Farrell v. Campbell, Wyant & Cannon Foundry Co.

Annotate this Case

392 Mich. 344 (1974)

220 N.W.2d 450

FARRELL v. CAMPBELL, WYANT & CANNON FOUNDRY COMPANY

No. 1 April Term 1974, Docket No. 54,626.

Supreme Court of Michigan.

Decided August 2, 1974.

*345 McCroskey, Libner, VanLeuven, Kortering, Cochrane & Brock, for plaintiff.

Cholette, Perkins & Buchanan (by Edward D. Wells), for defendants.

T.G. KAVANAGH, J.

This is an appeal from an order of the Workmen's Compensation Appeal Board modifying an award of a hearing referee.

The plaintiff, 48, suffers from dyshidrosis, a skin disorder. He left his job on April 1, 1968 and filed for compensation a week later. On May 15, 1968 he was fired. After a hearing before a workmen's compensation referee, at which there was testimony the plaintiff had been offered another job by the defendant, an open award of total disability benefits was made to the plaintiff effective April 2, 1968. The defendants appealed to the Workmen's Compensation Appeal Board. While the appeal was pending a redemption settlement was agreed to by the parties.

At the redemption hearing, plaintiff's counsel admitted that one reason why plaintiff had agreed to settle rather than returning to work at the foundry, was that his work as a minister now took much of his time and paid him substantially the same wage he was receiving before he was fired.

The redemption settlement later fell through and the appeal was processed.

The Appeal Board modified the referee's award *346 by denying plaintiff any compensation subsequent to his rejection of the company's job offer. The Appeal Board in arriving at its findings relied in part on the forementioned admission of plaintiff's counsel at the redemption hearing.

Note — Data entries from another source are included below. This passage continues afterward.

//! Energy expenditure
//!
//! Basal metabolic rate (revised Harris-Benedict) and total daily energy
//! expenditure from a fixed activity multiplier table.

use serde::{Deserialize, Serialize};

use super::{round_to, CalcError, CalcResult, Sex};

/// Habitual activity level
#[derive(Debug, Clone, Copy, PartialEq, Eq, Hash, Serialize, Deserialize)]
#[serde(rename_all = "snake_case")]
pub enum ActivityLevel {
    Sedentary,
    Light,
    Moderate,
    Active,
    VeryActive,
}

impl ActivityLevel {
    pub fn as_str(&self) -> &'static str {
        match self {
            ActivityLevel::Sedentary => "sedentary",
            ActivityLevel::Light => "light",
            ActivityLevel::Moderate => "moderate",
            ActivityLevel::Active => "active",
            ActivityLevel::VeryActive => "very_active",
        }
    }

    pub fn from_str(s: &str) -> Option<Self> {
        match s.trim().to_lowercase().replace(|c: char| c == '-' || c == ' ', "_").as_str() {
            "sedentary" => Some(ActivityLevel::Sedentary),
            "light" | "lightly_active" => Some(ActivityLevel::Light),
            "moderate" | "moderately_active" => Some(ActivityLevel::Moderate),
            "active" => Some(ActivityLevel::Active),
            "very_active" => Some(ActivityLevel::VeryActive),
            _ => None,
        }
    }

    /// Parse a label, failing on anything outside the five known levels.
    /// There is no default level.
    pub fn parse(s: &str) -> CalcResult<Self> {
        Self::from_str(s).ok_or_else(|| CalcError::InvalidEnumValue {
            field: "activity_level",
            value: s.to_string(),
        })
    }

    /// TDEE multiplier for this level
    pub fn multiplier(&self) -> f64 {
        match self {
            ActivityLevel::Sedentary => 1.2,
            ActivityLevel::Light => 1.375,
            ActivityLevel::Moderate => 1.55,
            ActivityLevel::Active => 1.725,
            ActivityLevel::VeryActive => 1.9,
        }
    }
}

/// Basal metabolic rate in kcal/day
pub fn compute_bmr(weight_kg: f64, height_cm: f64, age_years: f64, sex: Sex) -> f64 {
    let bmr = match sex {
        Sex::Male => 88.362 + 13.397 * weight_kg + 4.799 * height_cm - 5.677 * age_years,
        Sex::Female => 447.593 + 9.247 * weight_kg + 3.098 * height_cm - 4.330 * age_years,
    };
    round_to(bmr, 2)
}

/// Total daily energy expenditure in kcal/day
pub fn compute_tdee(bmr: f64, activity_level: ActivityLevel) -> f64 {
    round_to(bmr * activity_level.multiplier(), 2)
}

#[cfg(test)]
mod tests {
    use super::*;

    #[test]
    fn test_bmr_male_reference() {
        let bmr = compute_bmr(70.0, 175.0, 30.0, Sex::Male);
        assert!((bmr - 1695.67).abs() < 1e-9);
    }

    #[test]
    fn test_bmr_female() {
        let bmr = compute_bmr(60.0, 165.0, 28.0, Sex::Female);
        assert!((bmr - 1392.34).abs() < 1e-9);
    }

    #[test]
    fn test_tdee_moderate() {
        let tdee = compute_tdee(1695.67, ActivityLevel::Moderate);
        assert!((tdee - 2628.29).abs() < 0.011);
    }

    #[test]
    fn test_tdee_multipliers() {
        assert_eq!(compute_tdee(1000.0, ActivityLevel::Sedentary), 1200.0);
        assert_eq!(compute_tdee(1000.0, ActivityLevel::Light), 1375.0);
        assert_eq!(compute_tdee(1000.0, ActivityLevel::Moderate), 1550.0);
        assert_eq!(compute_tdee(1000.0, ActivityLevel::Active), 1725.0);
        assert_eq!(compute_tdee(1000.0, ActivityLevel::VeryActive), 1900.0);
    }

    #[test]
    fn test_activity_level_parse() {
        assert_eq!(ActivityLevel::parse("moderate"), Ok(ActivityLevel::Moderate));
        assert_eq!(ActivityLevel::parse("Very-Active"), Ok(ActivityLevel::VeryActive));
        assert_eq!(ActivityLevel::parse("lightly active"), Ok(ActivityLevel::Light));
    }

    #[test]
    fn test_activity_level_rejects_unknown() {
        // No fallback level, unlike goal lookups
        let err = ActivityLevel::parse("extreme").unwrap_err();
        assert_eq!(
            err,
            CalcError::InvalidEnumValue {
                field: "activity_level",
                value: "extreme".to_string(),
            }
        );
        assert!(ActivityLevel::parse("").is_err());
    }

    #[test]
    fn test_activity_level_round_trip_labels() {
        for level in [
            ActivityLevel::Sedentary,
            ActivityLevel::Light,
            ActivityLevel::Moderate,
            ActivityLevel::Active,
            ActivityLevel::VeryActive,
        ] {
            assert_eq!(ActivityLevel::from_str(level.as_str()), Some(level));
        }
    }
}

The only issue raised is whether the Workmen's Compensation Appeal Board in determining liability may properly consider admissions made at a redemption hearing.

We hold it may not.

Our statute provides that before a redemption agreement is binding it must be approved by a referee after a hearing. MCLA 418.835, 418.837; MSA 17.237(835), 17.237(837). For this reason it is important that the referee have access to as much information as possible in making his judgment, that the proposed redemption serves the purposes of the act. To this end the parties should be encouraged to make full disclosure of all matters surrounding the proposed redemption, secure in the knowledge that the purpose of the hearing is to pass on the propriety of the redemption rather than the legitimacy of the claim.

We are not here concerned with the admissibility of admissions of independent facts pertinent to a question in issue made during the course of compromise or settlement negotiations. Defendant maintains that such admissions are competent admissible evidence on the authority of Manistee National Bank v Seymour, 64 Mich 59; 31 NW 140 (1887); Taylor v Bay City Street R Co, 101 Mich 140; 59 NW 447 (1894); Wallace v H.W. Noble & Co, 203 Mich 58; 168 NW 984 (1918); Sanderson v Barkman, 272 Mich 179; 261 NW 291 (1935).

Without regard to the validity of the principle established in those cases we will not apply it to admissions made at redemption hearings for the reason stated above.

*347 Insofar as the Board based it's finding on such evidence we hold it was in error.

Reversed and remanded.

T.M. KAVANAGH, C.J., and SWAINSON, WILLIAMS, LEVIN, M.S. COLEMAN, and J.W. FITZGERALD, JJ., concurred with T.G. KAVANAGH, J.